Incumbent City Council candidate Jim Lamerson is even more vehement in his opposition. "I would not spend one nickel on open space right now," Lamerson said. "Basic services have to come first."

The 0.08-percent tax is expected to generate about $1 million per year for the next 20 years. The revenue would be split roughly 50-50 between open space acquisition and maintenance of the open land the city already owns.

Information from the city indicates that a number of long-discussed recreational improvements could be accomplished through the revenue.

Among the possibilities: A trail between Willow and Watson lakes, linking the two existing lake-loop trails; continuation of the rails-to-trail (Peavine) trail north toward Chino Valley; a trail section connecting the downtown-area Greenways with the other end of the Peavine Trail; and improvements to the Greenway trails to make them less vulnerable to flooding.

Prescott Recreation Services Director Joe Baynes said his department is working to compile a five-year capital plan that would detail how the money generated from the sales tax might be used.

"It's a work in progress," Baynes said, noting that the plan would be similar to the five-year plan used by the city's public works department.

To come up with the program, Baynes said he is looking to the city's 2008 open space master plan, as well as more recent stakeholder discussions on the issue.

"We're looking at more trail easements from State Land to allow for connectivity," Baynes said, referring to the agreement the city and the Arizona State Land Department reached recently on miles of trail easements near Badger "P" Mountain.

Also, he said, the Greenway Trails along the downtown creeks "could use some improvements" to allow them to better weather flood conditions.

A trail connecting Willow and Watson lakes has long been discussed, and Baynes said it likely would involve numerous parcels. "There are nine to 13 different property owners, depending on which way you go," he said. The city would be looking at a combination of easements and purchases. Baynes estimates the length of the connector trail at "a couple of miles."

The community has also long eyed the abandoned railroad bed that lies north of the current Peavine Trail as a possibility for extending the popular recreational trail.

"One of the big goals is to connect to our neighboring communities," Baynes said. The continuation of the Peavine would be one of the key accomplishments toward that goal.

The project would be "fairly costly," Baynes said, because it would involve crossing Granite Creek, and a sand-and-gravel materials pit in the area.

Prescott's Peavine Trail, which utilized the abandoned Atchison Topeka & Santa Fe railroad right-of-way, opened in the late 1990s, and has grown over the years. In 2011, the city opened its latest addition - a mile-long section that stretches north from Highway 89A to the old wood railroad trestle over Granite Creek, bringing the total length of the trail to about six miles.

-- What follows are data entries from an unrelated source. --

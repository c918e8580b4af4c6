//! Writes values into fields and regenerates their widget appearances.

use lopdf::content::{Content, Operation};
use lopdf::{Dictionary, Document, Object, ObjectId, Stream, StringFormat, dictionary};
use prcard_core::{AppError, AppResult};
use prcard_domain::{FieldValue, FieldValues};
use tracing::debug;

use super::fields::{FormField, collect_fields};
use super::objects::{
    Rect, acro_form, acro_form_mut, add_helvetica, entry, inherited, internal, real,
};
use super::text::{decode_text, encode_text, win_ansi_bytes};

const FALLBACK_DEFAULT_APPEARANCE: &str = "/Helv 0 Tf 0 g";
const AUTO_FONT_SIZE_RATIO: f64 = 0.7;
const MIN_AUTO_FONT_SIZE: f64 = 4.0;
const MAX_AUTO_FONT_SIZE: f64 = 12.0;
const TEXT_PADDING: f64 = 2.0;

/// Font and colour parsed from a `/DA` string.
#[derive(Debug, Clone, PartialEq)]
pub(super) struct DefaultAppearance {
    pub(super) font: String,
    pub(super) size: f64,
    pub(super) color: Vec<f64>,
}

impl DefaultAppearance {
    pub(super) fn parse(raw: &str) -> Self {
        let tokens: Vec<&str> = raw.split_whitespace().collect();
        let mut appearance = Self {
            font: "Helv".to_owned(),
            size: 0.0,
            color: vec![0.0],
        };

        for (index, token) in tokens.iter().enumerate() {
            let operands = |count: usize| -> Option<Vec<f64>> {
                let start = index.checked_sub(count)?;
                tokens[start..index]
                    .iter()
                    .map(|operand| operand.parse::<f64>().ok())
                    .collect()
            };
            match *token {
                "Tf" if index >= 2 => {
                    if let Some(font) = tokens[index - 2].strip_prefix('/') {
                        appearance.font = font.to_owned();
                    }
                    appearance.size = tokens[index - 1].parse().unwrap_or(0.0);
                }
                "g" => {
                    if let Some(gray) = operands(1) {
                        appearance.color = gray;
                    }
                }
                "rg" => {
                    if let Some(rgb) = operands(3) {
                        appearance.color = rgb;
                    }
                }
                _ => {}
            }
        }
        appearance
    }

    fn font_size_for(&self, height: f64) -> f64 {
        if self.size > 0.0 {
            self.size
        } else {
            (height * AUTO_FONT_SIZE_RATIO).clamp(MIN_AUTO_FONT_SIZE, MAX_AUTO_FONT_SIZE)
        }
    }

    fn color_operation(&self) -> Operation {
        let operator = if self.color.len() == 3 { "rg" } else { "g" };
        Operation::new(operator, self.color.iter().copied().map(real).collect())
    }
}

/// Applies `values` to matching fields. Unknown names are ignored.
///
/// Returns how many fields were written.
pub(super) fn apply_values(document: &mut Document, values: &FieldValues) -> AppResult<usize> {
    if values.is_empty() {
        return Ok(0);
    }

    let fields = collect_fields(document);
    let mut fonts = FontResolver::default();
    let mut written = 0;

    for field in &fields {
        let Some(value) = values.get(&field.name) else {
            continue;
        };
        match value {
            FieldValue::Text(text) => write_text(document, field, text, &mut fonts)?,
            FieldValue::Name(state) => write_name(document, field, state)?,
        }
        written += 1;
    }

    let known = fields.len();
    debug!(
        requested = values.len(),
        written, known, "applied form field values"
    );

    if written > 0 {
        if let Some(form) = acro_form_mut(document) {
            // XFA-aware viewers would show the stale XFA data instead.
            form.remove(b"XFA");
        }
    }
    Ok(written)
}

/// Sets `/NeedAppearances true` on the form, if there is one.
pub(super) fn request_viewer_appearances(document: &mut Document) {
    if let Some(form) = acro_form_mut(document) {
        form.set("NeedAppearances", Object::Boolean(true));
    }
}

fn write_text(
    document: &mut Document,
    field: &FormField,
    text: &str,
    fonts: &mut FontResolver,
) -> AppResult<()> {
    let draws_text = matches!(field.field_type(document), Some(b"Tx" | b"Ch"));

    document
        .get_dictionary_mut(field.id)
        .map_err(internal)?
        .set("V", encode_text(text));

    if !draws_text {
        return Ok(());
    }

    for widget in &field.widgets {
        let Some(rect) = document
            .get_dictionary(*widget)
            .ok()
            .and_then(|dictionary| dictionary.get(b"Rect").ok())
            .and_then(|object| Rect::from_object(document, object))
        else {
            continue;
        };

        let appearance = DefaultAppearance::parse(&default_appearance(document, field, *widget));
        let font_id = fonts.resolve(document, &appearance.font);
        let stream = text_appearance(text, &appearance, rect, font_id)?;
        let stream_id = document.add_object(stream);

        document
            .get_dictionary_mut(*widget)
            .map_err(internal)?
            .set("AP", dictionary! { "N" => stream_id });
    }
    Ok(())
}

fn write_name(document: &mut Document, field: &FormField, state: &str) -> AppResult<()> {
    document
        .get_dictionary_mut(field.id)
        .map_err(internal)?
        .set("V", Object::Name(state.as_bytes().to_vec()));

    for widget in &field.widgets {
        let has_state = {
            let dictionary = document.get_dictionary(*widget).map_err(internal)?;
            let normal = entry(document, dictionary, b"AP")
                .and_then(|appearances| appearances.as_dict().ok())
                .and_then(|appearances| entry(document, appearances, b"N"))
                .and_then(|normal| normal.as_dict().ok());
            normal.map(|states| states.has(state.as_bytes()))
        };

        let appearance_state = match has_state {
            Some(false) => b"Off".to_vec(),
            Some(true) | None => state.as_bytes().to_vec(),
        };
        document
            .get_dictionary_mut(*widget)
            .map_err(internal)?
            .set("AS", Object::Name(appearance_state));
    }
    Ok(())
}

fn default_appearance(document: &Document, field: &FormField, widget: ObjectId) -> String {
    let own = document
        .get_dictionary(widget)
        .ok()
        .and_then(|dictionary| entry(document, dictionary, b"DA"));
    let found = own
        .or_else(|| inherited(document, field.id, b"DA"))
        .or_else(|| acro_form(document).and_then(|form| entry(document, form, b"DA")));

    match found {
        Some(Object::String(bytes, _)) => decode_text(bytes),
        _ => FALLBACK_DEFAULT_APPEARANCE.to_owned(),
    }
}

fn text_appearance(
    text: &str,
    appearance: &DefaultAppearance,
    rect: Rect,
    font_id: ObjectId,
) -> AppResult<Stream> {
    let width = rect.width();
    let height = rect.height();
    let font_size = appearance.font_size_for(height);
    let baseline = ((height - font_size) / 2.0 + font_size * 0.22).max(1.0);

    let content = Content {
        operations: vec![
            Operation::new("BMC", vec![Object::Name(b"Tx".to_vec())]),
            Operation::new("q", vec![]),
            Operation::new(
                "re",
                vec![
                    real(1.0),
                    real(1.0),
                    real((width - 2.0).max(0.0)),
                    real((height - 2.0).max(0.0)),
                ],
            ),
            Operation::new("W", vec![]),
            Operation::new("n", vec![]),
            Operation::new("BT", vec![]),
            Operation::new(
                "Tf",
                vec![
                    Object::Name(appearance.font.as_bytes().to_vec()),
                    real(font_size),
                ],
            ),
            appearance.color_operation(),
            Operation::new("Td", vec![real(TEXT_PADDING), real(baseline)]),
            Operation::new(
                "Tj",
                vec![Object::String(win_ansi_bytes(text), StringFormat::Hexadecimal)],
            ),
            Operation::new("ET", vec![]),
            Operation::new("Q", vec![]),
            Operation::new("EMC", vec![]),
        ],
    };
    let bytes = content.encode().map_err(|error| {
        AppError::Internal(format!("failed to encode field appearance: {error}"))
    })?;

    let mut fonts = Dictionary::new();
    fonts.set(appearance.font.as_str(), Object::Reference(font_id));

    Ok(Stream::new(
        dictionary! {
            "Type" => "XObject",
            "Subtype" => "Form",
            "BBox" => vec![real(0.0), real(0.0), real(width), real(height)],
            "Resources" => dictionary! { "Font" => fonts },
        },
        bytes,
    ))
}

/// Finds fonts in `/AcroForm/DR`, adding Helvetica when a name is unknown.
#[derive(Default)]
struct FontResolver {
    fallback: Option<ObjectId>,
}

impl FontResolver {
    fn resolve(&mut self, document: &mut Document, font: &str) -> ObjectId {
        let declared = acro_form(document)
            .and_then(|form| entry(document, form, b"DR"))
            .and_then(|resources| resources.as_dict().ok())
            .and_then(|resources| entry(document, resources, b"Font"))
            .and_then(|fonts| fonts.as_dict().ok())
            .and_then(|fonts| fonts.get(font.as_bytes()).ok())
            .and_then(|object| object.as_reference().ok());

        if let Some(id) = declared {
            return id;
        }
        *self
            .fallback
            .get_or_insert_with(|| add_helvetica(document))
    }
}

#[cfg(test)]
mod tests {
    use super::DefaultAppearance;

    #[test]
    fn parses_font_size_and_gray() {
        let appearance = DefaultAppearance::parse("/Helv 9 Tf 0.5 g");

        assert_eq!(appearance.font, "Helv");
        assert!((appearance.size - 9.0).abs() < f64::EPSILON);
        assert_eq!(appearance.color, vec![0.5]);
    }

    #[test]
    fn parses_rgb_colour_and_auto_size() {
        let appearance = DefaultAppearance::parse("0 0 1 rg /TiRo 0 Tf");

        assert_eq!(appearance.font, "TiRo");
        assert!((appearance.font_size_for(10.0) - 7.0).abs() < 1e-9);
        assert_eq!(appearance.color, vec![0.0, 0.0, 1.0]);
    }

    #[test]
    fn empty_appearance_falls_back_to_black_helvetica() {
        let appearance = DefaultAppearance::parse("");

        assert_eq!(appearance.font, "Helv");
        assert!((appearance.font_size_for(100.0) - 12.0).abs() < 1e-9);
        assert_eq!(appearance.color, vec![0.0]);
    }
}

The trestle was deemed unsalvageable, and even though the city owns two more miles of right-of-way to the north, the creek and nearby materials pit has served as roadblocks to continuing the trail to the north.

Another piece toward the goal of connectivity is continuation of the Peavine on the south end, linking up to the downtown Greenways Trails.

Along with providing additional recreational opportunities, Baynes said the steps also would improve accessibility for bicyclists who would like to ride to work - whether in Prescott, Prescott Valley, or Chino Valley.

With the revenue from the sales tax, Baynes said, "I think we could make a pretty clean sweep" of the goals.

The 0.08-percent sales tax ballot measure comes at the end of the city's 1-percent streets and open space sales tax, which has been in effect since 2000. The sales tax is scheduled to expire at the end of 2015. (The city is proposing a separate tax for street improvements).

During the past 15 years, Prescott has spent about $16 million on open space purchases, acquiring about 320 acres of open land. Although the city initially proposed using about $40.7 million of the sales tax revenue on open space, the bulk of the money has gone toward street improvements.

Officials estimate that about $166 million in streets/open space sales tax revenue went to street improvements over the same time period.